Publicado 28/04/2026 12:44

Sheinbaum afirma que a renúncia do promotor de Chihuahua não é suficiente devido à participação dos EUA em uma operação

22 de abril de 2026, Cidade do México, Cdmx, México: A presidente do México, Claudia Sheinbaum Pardo, discursa durante uma coletiva sobre “O ABC das Emoções”, que aborda a saúde mental de adolescentes de 12 a 17 anos, no Palácio Nacional, em 22 de abril d
Europa Press/Contacto/Carlos Santiago

MADRID 28 abr. (EUROPA PRESS) -

A presidente do México, Claudia Sheinbaum, afirmou nesta terça-feira que a renúncia de César Jáuregui ao cargo de procurador-geral de Chihuahua não é suficiente, em relação à participação de agentes norte-americanos em uma operação antidrogas sem o conhecimento do Governo Federal, e ressaltou que haverá uma investigação.

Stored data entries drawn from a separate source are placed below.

//! Registry of object types the reconciler can instantiate.
//!
//! Owner references name their parent by (apiVersion, kind). Before the
//! classifier can fetch a parent it must know the type exists and whether it
//! lives in a namespace. A miss is a recoverable [`SyncError::UnknownKind`].

use std::collections::HashMap;
use std::sync::{Arc, OnceLock};

use vsync_core::{GroupVersionKind, Object};

use crate::error::{SyncError, SyncResult};

/// Known API types used by the reconciler.
pub mod kinds {
    use vsync_core::{GroupVersionKind, Object};

    pub const SERVING_GROUP: &str = "serving.knative.dev";

    pub fn revision_gvk() -> GroupVersionKind {
        GroupVersionKind::new(SERVING_GROUP, "v1", "Revision")
    }

    pub fn configuration_gvk() -> GroupVersionKind {
        GroupVersionKind::new(SERVING_GROUP, "v1", "Configuration")
    }

    pub fn service_gvk() -> GroupVersionKind {
        GroupVersionKind::new(SERVING_GROUP, "v1", "Service")
    }

    pub fn route_gvk() -> GroupVersionKind {
        GroupVersionKind::new(SERVING_GROUP, "v1", "Route")
    }

    pub fn config_map_gvk() -> GroupVersionKind {
        GroupVersionKind::new("", "v1", "ConfigMap")
    }
}

#[derive(Debug, Clone, PartialEq, Eq)]
pub struct KindInfo {
    pub gvk: GroupVersionKind,
    pub namespaced: bool,
}

#[derive(Debug, Default)]
pub struct KindRegistryBuilder {
    kinds: HashMap<GroupVersionKind, KindInfo>,
}

impl KindRegistryBuilder {
    pub fn register(mut self, gvk: GroupVersionKind, namespaced: bool) -> Self {
        self.kinds
            .insert(gvk.clone(), KindInfo { gvk, namespaced });
        self
    }

    pub fn build(self) -> KindRegistry {
        KindRegistry { kinds: self.kinds }
    }
}

/// Immutable once built; share it behind an `Arc`.
#[derive(Debug)]
pub struct KindRegistry {
    kinds: HashMap<GroupVersionKind, KindInfo>,
}

static GLOBAL: OnceLock<Arc<KindRegistry>> = OnceLock::new();

impl KindRegistry {
    pub fn builder() -> KindRegistryBuilder {
        KindRegistryBuilder::default()
    }

    pub fn with_defaults() -> Self {
        Self::builder()
            .register(kinds::service_gvk(), true)
            .register(kinds::configuration_gvk(), true)
            .register(kinds::revision_gvk(), true)
            .register(kinds::route_gvk(), true)
            .register(kinds::config_map_gvk(), true)
            .build()
    }

    /// Process-wide default registry, built on first use.
    pub fn global() -> Arc<KindRegistry> {
        GLOBAL
            .get_or_init(|| Arc::new(Self::with_defaults()))
            .clone()
    }

    pub fn get(&self, gvk: &GroupVersionKind) -> Option<&KindInfo> {
        self.kinds.get(gvk)
    }

    pub fn contains(&self, gvk: &GroupVersionKind) -> bool {
        self.kinds.contains_key(gvk)
    }

    pub fn resolve(&self, api_version: &str, kind: &str) -> SyncResult<&KindInfo> {
        let gvk = GroupVersionKind::from_api_version_and_kind(api_version, kind)
            .map_err(|_| SyncError::unknown_kind(api_version, kind))?;
        self.kinds
            .get(&gvk)
            .ok_or_else(|| SyncError::unknown_kind(api_version, kind))
    }

    /// Creates an empty object of a registered type.
    pub fn new_object(&self, api_version: &str, kind: &str) -> SyncResult<Object> {
        self.resolve(api_version, kind).map(|info| Object::new(&info.gvk))
    }

    pub fn len(&self) -> usize {
        self.kinds.len()
    }

    pub fn is_empty(&self) -> bool {
        self.kinds.is_empty()
    }
}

“A lei tem que ser cumprida”, insistiu a mandatária mexicana em sua coletiva de imprensa matinal diária. “O povo do México tem o direito de saber a verdade”, disse Sheinbaum, que, embora aceite a renúncia de Jáuregui, sinalizou que “a investigação tem que continuar” pela Procuradoria Geral e “não termina com uma renúncia”.

Sheinbaum voltou a enfatizar que se trata de um episódio de grande importância, pois diz respeito à soberania do México. “Tudo precisa ser esclarecido. Não é algo menor, tanto no que diz respeito às relações com os Estados Unidos quanto ao cumprimento da lei (...) não é que o procurador tenha renunciado e com isso tudo termine”, disse ela.

César Jáuregui apresentou sua renúncia ao cargo de procurador-geral de Chihuahua na noite desta segunda-feira, depois que as próprias autoridades estaduais divulgaram os primeiros detalhes da investigação interna sobre o ocorrido há duas semanas no município de Morelos, onde dois agentes americanos morreram em um acidente de trânsito ao retornarem de uma operação contra laboratórios ilegais.

Jáuregui reconheceu que a presença desses agentes estrangeiros — até quatro, segundo a investigação — “viola os mecanismos de controle e comunicação que, como titular da Procuradoria do Estado, tinha a obrigação de garantir”.

O caso provocou mal-estar no seio do Governo Federal, que criticou a oposição por ter agido de forma contrária à soberania e às leis do país. Enquanto isso, os Estados Unidos agiram com cautela e optaram por repreender Sheinbaum por uma suposta falta de empatia pela morte de dois de seus cidadãos.